At some point, there was a lot of discussion about training fasted burns more body fat. Um, I think now most people accept that that's not the case, that perhaps the percentage of fat as fuel is increased when one trains fasted, but that overall in terms of loss of body fat, it doesn't matter if you train fasted or you train fed.

Correct. Okay. I think, um, that can't be stated enough by experts like you. Um, that doesn't mean that if one prefers to train fasted or with a minimum of food in their gut, that they can't do that. Like I like to train fasted, but I, what I'm hearing is that women should probably ingest at least some protein, high quality protein, and maybe drink the protein in a protein shake form if they don't want to ingest solid food.

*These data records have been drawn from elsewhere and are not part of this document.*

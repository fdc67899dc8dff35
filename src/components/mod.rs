pub mod address_bar;
pub mod context_menu;
pub mod dialog;
pub mod grid;
pub mod help;
pub mod icons;
pub mod list;
pub mod status_bar;
pub mod tree;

Yeah. I think the easiest way for people to understand the basic idea of what low energy is and how this affects men and women is when we are looking at, um, a tipping point for endocrine dysfunction for men, we're seeing that tipping point at 15 calories per kilogram of fat-free mass for women, it's 30.

So when we're looking at baseline calorie needs before you really get into that endocrine dysfunction, when you're looking at those parameters, you can see why men do better in a fasted state or a low calorie state. But for women, our intake and especially our carbohydrate needs are so much higher because we have so many other functions that are reliant on that kispeptin upregulation or downregulation, preferably upregulation.

Um, so when we're just talking the basic calorie needs and what we're seeing, it's that dichotomy right there of 15 to 30. And when you start telling people that, they're like, Oh, okay, I get it. Is that a biological aspect? It's like, well, you could trace it all the way back where, you know, men went out to get the calories and most tribes and the women were home and it wasn't advantageous to be pregnant under low calorie intake.

That's why you have dysfunction when the calories are too low. But, you know, you can also feed forward to modern day now. And you're seeing that all this perturbance of hormone and the way we regulate hormone across the circadian rhythm requires more calories for women than it does for men.

I know some men that basically don't eat all day and then eat one meal in the evening and they'll train in the morning. That's inconceivable to me because within an hour or so of training, I'm hungry. I know some men that don't eat all day and they'll eat all day and eat all day and eat all day.